How do you prepare for a normal broadcast?

“First and foremost by watching a lot of football. I try to go to a different Premier League club every Saturday. In a stadium, you see the tactics on the pitch better, and you experience the game differently. But I also watch a lot of football at home. In our new house in Haarlem, I have a TV room, a kind of man cave with black and white pictures of Messi, Elfstedentocht and Joop Zoetemelk on the wall.”

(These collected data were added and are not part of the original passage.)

impl FilterSpec {
    /// Create a validated filter spec
    ///
    /// # Errors
    /// Returns [`AudioError::InvalidSpec`] unless `0 < cutoff_hz < sample_rate / 2`
    /// and `0 < q <= 0.707`.
    pub fn new(cutoff_hz: f64, sample_rate: u32, q: f64) -> Result<Self> {
        if sample_rate == 0 {
            return Err(AudioError::InvalidSpec("sample rate must be non-zero".to_string()));
        }

        let nyquist = sample_rate as f64 / 2.0;
        if !cutoff_hz.is_finite() || cutoff_hz <= 0.0 || cutoff_hz >= nyquist {
            return Err(AudioError::InvalidSpec(format!(
                "cutoff {cutoff_hz} Hz outside (0, {nyquist}) Hz"
            )));
        }

        if !q.is_finite() || q <= 0.0 || q > params::Q_MAX {
            return Err(AudioError::InvalidSpec(format!(
                "Q {q} outside (0, {}]",
                params::Q_MAX
            )));
        }

        Ok(Self::new_unchecked(cutoff_hz, sample_rate, q))
    }

    /// Create a spec without range checks
    ///
    /// Out-of-range parameters produce undefined or saturated coefficients
    /// instead of an error.
    pub fn new_unchecked(cutoff_hz: f64, sample_rate: u32, q: f64) -> Self {
        Self {
            cutoff_hz,
            sample_rate,
            q,
        }
    }

    pub fn cutoff_hz(&self) -> f64 {
        self.cutoff_hz
    }

    pub fn sample_rate(&self) -> u32 {
        self.sample_rate
    }

    pub fn q(&self) -> f64 {
        self.q
    }
}

// ============================================================================
// COEFFICIENTS
// ============================================================================

/// Floating-point biquad coefficients (a0 normalized to 1.0)
#[derive(Debug, Clone, Copy, PartialEq)]
pub struct BiquadCoeffs {
    /// Numerator coefficients
    pub b0: f64,
    pub b1: f64,
    pub b2: f64,
    /// Denominator coefficients
    pub a1: f64,
    pub a2: f64,
}

impl BiquadCoeffs {
    /// Bilinear-transform low-pass coefficients
    #[must_use]
    pub fn lowpass(spec: &FilterSpec) -> Self {
        let k = (PI * spec.cutoff_hz / spec.sample_rate as f64).tan();
        let k2 = k * k;
        let norm = 1.0 / (1.0 + k / spec.q + k2);

        let b0 = k2 * norm;

        Self {
            b0,
            b1: 2.0 * b0,
            b2: b0,
            a1: 2.0 * (k2 - 1.0) * norm,
            a2: (1.0 - k / spec.q + k2) * norm,
        }
    }
}

/// Fixed-point biquad coefficients
#[derive(Debug, Clone, Copy, PartialEq, Eq)]
pub struct FixedCoeffs {
    pub b0: i32,
    pub b1: i32,
    pub b2: i32,
    pub a1: i32,
    pub a2: i32,
}

/// Coefficients in both parallel forms, derived once per stream
#[derive(Debug, Clone, Copy, PartialEq)]
pub struct QuantizedCoefficients {
    pub float: BiquadCoeffs,
    pub fixed: FixedCoeffs,
    pub format: FixedPointFormat,
}

impl QuantizedCoefficients {
    /// Low-pass coefficients quantized to Q30
    pub fn lowpass(spec: &FilterSpec) -> Self {
        Self::lowpass_with_format(spec, FixedPointFormat::Q30)
    }

    /// Low-pass coefficients quantized to an arbitrary fixed-point format
    pub fn lowpass_with_format(spec: &FilterSpec, format: FixedPointFormat) -> Self {
        let float = BiquadCoeffs::lowpass(spec);

        // b2 mirrors b0 so the symmetric numerator stays exact
        let b0 = format.quantize(float.b0);
        let fixed = FixedCoeffs {
            b0,
            b1: format.quantize(float.b1),
            b2: b0,
            a1: format.quantize(float.a1),
            a2: format.quantize(float.a2),
        };

        debug!(
            cutoff_hz = spec.cutoff_hz,
            sample_rate = spec.sample_rate,
            q = spec.q,
            scale_bits = format.scale_bits(),
            ?fixed,
            "Low-pass coefficients computed"
        );

        Self {
            float,
            fixed,
            format,
        }
    }
}

// ============================================================================
// BIQUAD ENGINE
// ============================================================================

/// How the integer track scales its accumulator back to sample resolution
#[derive(Debug, Clone, Copy, PartialEq, Eq, Hash, Serialize, Deserialize)]
#[serde(rename_all = "kebab-case")]
pub enum CarryPolicy {
    /// Round to nearest, then keep only the sign bit and the fractional
    /// bits of the accumulator for the next sample
    RoundAndReset,
    /// Truncate (floor) and carry the fractional bits into the next sample
    CarryRemainder,
}

impl CarryPolicy {
    pub fn as_str(&self) -> &'static str {
        match self {
            CarryPolicy::RoundAndReset => "round-and-reset",
            CarryPolicy::CarryRemainder => "carry-remainder",
        }
    }
}

impl fmt::Display for CarryPolicy {
    fn fmt(&self, f: &mut fmt::Formatter<'_>) -> fmt::Result {
        f.pad(self.as_str())
    }
}

impl FromStr for CarryPolicy {
    type Err = AudioError;

    fn from_str(s: &str) -> Result<Self> {
        match s {
            "round-and-reset" => Ok(CarryPolicy::RoundAndReset),
            "carry-remainder" => Ok(CarryPolicy::CarryRemainder),
            other => Err(AudioError::InvalidConfiguration(format!(
                "unknown carry policy '{other}'"
            ))),
        }
    }
}

/// Per-channel filter memory
///
/// Index 0 holds the n-1 value, index 1 the n-2 value. The integer and
/// floating tracks share the struct but never read each other.
#[derive(Debug, Clone, Default, PartialEq)]
pub struct FilterState {
    x: [i32; 2],
    y: [i32; 2],
    acc: i64,
    dx: [f64; 2],
    dy: [f64; 2],
}

impl FilterState {
    pub fn new() -> Self {
        Self::default()
    }

    /// Residue carried from the last integer output into the next one
    pub fn residue(&self) -> i64 {
        self.acc
    }

    /// Integer input history `[x[n-1], x[n-2]]`
    pub fn input_history(&self) -> [i32; 2] {
        self.x
    }

    /// Integer output history `[y[n-1], y[n-2]]`
    pub fn output_history(&self) -> [i32; 2] {
        self.y
    }

    /// Floating output history `[y[n-1], y[n-2]]`
    pub fn reference_history(&self) -> [f64; 2] {
        self.dy
    }
}

/// Second-order low-pass filter over one stream of i16 samples
#[derive(Debug, Clone, PartialEq)]
pub struct BiquadEngine {
    coeffs: QuantizedCoefficients,
    policy: CarryPolicy,
    state: FilterState,
}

No old Vitesse scarves on the wall?

“No, I’ve never been a diehard fan. I am always asked because I come from Arnhem and went to Vitesse as a little boy. I think this club made me fall in love with football, but I have never been an idol for any club. I’m pretty sober in life. I think it’s fascinating that football can control someone’s life if you don’t work at it yourself. It’s also very nice, but I don’t experience it that way.”

Is there still a career in it as a singer?

“Absolutely not, I can keep my tone, but it will never be really pretty. I would really like if the love song for my wife comes out. But if I can’t find the right artist, then no. Let’s keep it to ourselves!”

Varying start time

During the corona pandemic, Studio Voetbal appeared at a later stage through extra broadcasts of the talk show Op1. “Very understandable in times of crisis, but since Op1 stopped on Sunday, we have never gotten our old time, 10.15 p.m., back. Instead, less current programs are broadcast, and the football fan is often already in bed when we start. It really bothers me,” says Sjoerd van Ramshorst. He is also disappointed by the varying start time. On the following Sundays, the football program starts successively at 10:57 p.m., 9:54 p.m., 10:13 p.m. and 10:49 p.m. NPO believes that ‘there is not so much obscurity’ for the viewer: “The program can be seen every Sunday around eleven o’clock (with a few exceptions) and we think it comes into its own in our rich Sunday evening programme.”